# anenome and clown



## cp5041 (Oct 29, 2006)

i just got a green bubble tip anenome, is it a bad thing that after a week my maroon clown still hasnt hosted it or is this normal. could the fact that he is tank raised be an issue with this.


----------



## Rue (Jan 28, 2007)

A week isn't very long...and they don't always adopt an anemone...so give it time...as long as they're both healthy, that's half the battle...


----------



## Melissa (Nov 28, 2006)

just because you have a clownfish doesn't mean that he will host in an anemone. Especially a tank raised one. they have never seen an anemone and therefore doesn't know what its for. in the wild they are raised to know what it is. you take a 50/50 chance. but it could be a while before he does, if he does.


----------



## cp5041 (Oct 29, 2006)

he just started hosting it today and it is prolly the coolest thing i have seen in a while


----------



## Age of Aquariums (Apr 13, 2007)

It normally takes 2 weeks maybe 3 but I see your clownfish did finally accept it.


----------



## Melissa (Nov 28, 2006)

well you got lucky then, most tank bred clowns do not accept anemones.


----------



## black&amp;whiteclowns (Apr 15, 2007)

*clowns with other then bubble tip anenomes*

hi will a clown go to any anemones or just to bubble tip ???


----------



## Melissa (Nov 28, 2006)

i think it depends on each clown. we had 2 ocellaris that hosted in a atlantic amenone.
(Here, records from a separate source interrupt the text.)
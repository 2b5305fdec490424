//! Integration tests for the classification pipeline: board facts feeding
//! theme rules, and classified events feeding the pattern aggregation.

use std::str::FromStr;

use chrono::Utc;

use analysis_worker::facts::position_facts;
use blunder_core::aggregate::{aggregate, BLUNDER_WEIGHT, MISTAKE_WEIGHT};
use blunder_core::chess::{Board, Color};
use blunder_core::classify::{classify, PositionFacts};
use blunder_core::model::{MoveRecord, Phase, Severity, Theme};
use blunder_core::san::parse_san;

// ---------------------------------------------------------------------------
// Helpers
// ---------------------------------------------------------------------------

fn record(ply: u32, san: &str, loss: i32) -> MoveRecord {
    MoveRecord {
        ply,
        move_number: (ply + 1) / 2,
        played_move: san.to_string(),
        best_move: "d2d4".to_string(),
        eval_before_cp: 100,
        eval_after_cp: 100 - loss,
        centipawn_loss: loss,
        missed_mate: false,
    }
}

// ---------------------------------------------------------------------------
// Facts to events
// ---------------------------------------------------------------------------

#[test]
fn a_queen_left_en_prise_classifies_as_a_hanging_piece_blunder() {
    // White's 10th move walks the queen to d3, where the d8 rook attacks it
    // with nothing defending. The engine scored the move 900cp worse.
    let before = Board::from_str("3r3k/8/8/8/8/8/3Q4/7K w - - 0 10").unwrap();
    let mv = parse_san(&before, "Qd3").unwrap();
    let after = before.make_move_new(mv);

    let facts = position_facts(&before, &after, mv, Color::White, false, false);
    assert!(facts.own_piece_hanging);

    let event = classify(42, &record(19, "Qd3", 900), &facts).unwrap();
    assert_eq!(event.game_id, 42);
    assert_eq!(event.severity, Severity::Blunder);
    assert_eq!(event.theme, Theme::HangingPiece);
    assert_eq!(event.phase, Phase::Opening);
    assert_eq!(event.move_number, 10);
    assert_eq!(event.centipawn_loss, 900);
}

#[test]
fn a_quiet_move_with_small_loss_produces_no_event() {
    let before = Board::default();
    let mv = parse_san(&before, "e4").unwrap();
    let after = before.make_move_new(mv);

    let facts = position_facts(&before, &after, mv, Color::White, false, false);
    assert!(classify(1, &record(1, "e4", 20), &facts).is_none());
}

#[test]
fn a_losing_capture_outranks_time_pressure() {
    // Queen takes a pawn defended by another pawn, while low on the clock.
    // The e1 rook covers the queen, so the hanging-piece rule stays quiet.
    let before = Board::from_str("7k/8/5p2/4p3/3Q4/8/8/4R2K w - - 0 40").unwrap();
    let mv = parse_san(&before, "Qxe5").unwrap();
    let after = before.make_move_new(mv);

    let facts = position_facts(&before, &after, mv, Color::White, false, true);
    assert!(facts.losing_capture);
    assert!(facts.under_time_pressure);

    let event = classify(1, &record(79, "Qxe5", 450), &facts).unwrap();
    assert_eq!(event.theme, Theme::LosingCapture);
    assert_eq!(event.phase, Phase::Endgame);
}

#[test]
fn a_queen_trade_does_not_classify_as_a_hanging_piece() {
    // Qxd5 wins the queen before the d7 rook recaptures. The queen stands
    // attacked and undefended, but the material is already recouped, so the
    // hanging rule stays quiet and the loss falls through to the fallback.
    let before = Board::from_str("7k/3r4/8/3q4/8/8/3Q4/7K w - - 0 20").unwrap();
    let mv = parse_san(&before, "Qxd5").unwrap();
    let after = before.make_move_new(mv);

    let facts = position_facts(&before, &after, mv, Color::White, false, false);
    assert!(facts.own_piece_hanging);
    assert_eq!(facts.material_delta, 0);

    let event = classify(7, &record(39, "Qxd5", 220), &facts).unwrap();
    assert_eq!(event.theme, Theme::MissedThreat);
    assert_eq!(event.severity, Severity::Blunder);
}

#[test]
fn time_pressure_is_the_theme_when_nothing_tactical_fires() {
    let facts = PositionFacts {
        under_time_pressure: true,
        ..PositionFacts::default()
    };
    let event = classify(1, &record(61, "Kg1", 150), &facts).unwrap();
    assert_eq!(event.severity, Severity::Mistake);
    assert_eq!(event.theme, Theme::TimeScramble);
}

// ---------------------------------------------------------------------------
// Events to patterns
// ---------------------------------------------------------------------------

#[test]
fn repeated_hanging_pieces_dominate_the_weakness_ranking() {
    let hanging = PositionFacts {
        own_piece_hanging: true,
        material_delta: -9,
        ..PositionFacts::default()
    };
    let quiet = PositionFacts::default();

    let events = vec![
        classify(1, &record(19, "Qd3", 900), &hanging).unwrap(),
        classify(2, &record(33, "Nd5", 300), &hanging).unwrap(),
        classify(3, &record(25, "h3", 120), &quiet).unwrap(),
    ];

    let patterns = aggregate(&events, Utc::now());
    assert_eq!(patterns.len(), 2);
    assert_eq!(patterns[0].pattern_tag, "hanging_piece");
    assert_eq!(patterns[0].occurrences, 2);
    assert_eq!(patterns[0].weakness_score, 2.0 * BLUNDER_WEIGHT);
    assert_eq!(patterns[1].pattern_tag, "missed_threat");
    assert_eq!(patterns[1].weakness_score, MISTAKE_WEIGHT);
    assert!(patterns[0].weakness_score > patterns[1].weakness_score);
}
Our maroons hosted in a bubble tip, but wont go near the sebae anemone we have.


----------



## Andre (Feb 19, 2007)

they like carpet anenomies also.


----------



## black&amp;whiteclowns (Apr 15, 2007)

i just got a bubble tip green and my black false clown went too it in less then 24 hrs know he just sits on it going back and forth its awesome that is a great site hope i can put another in therre and have 2 sets but i got lucky withtt this one


----------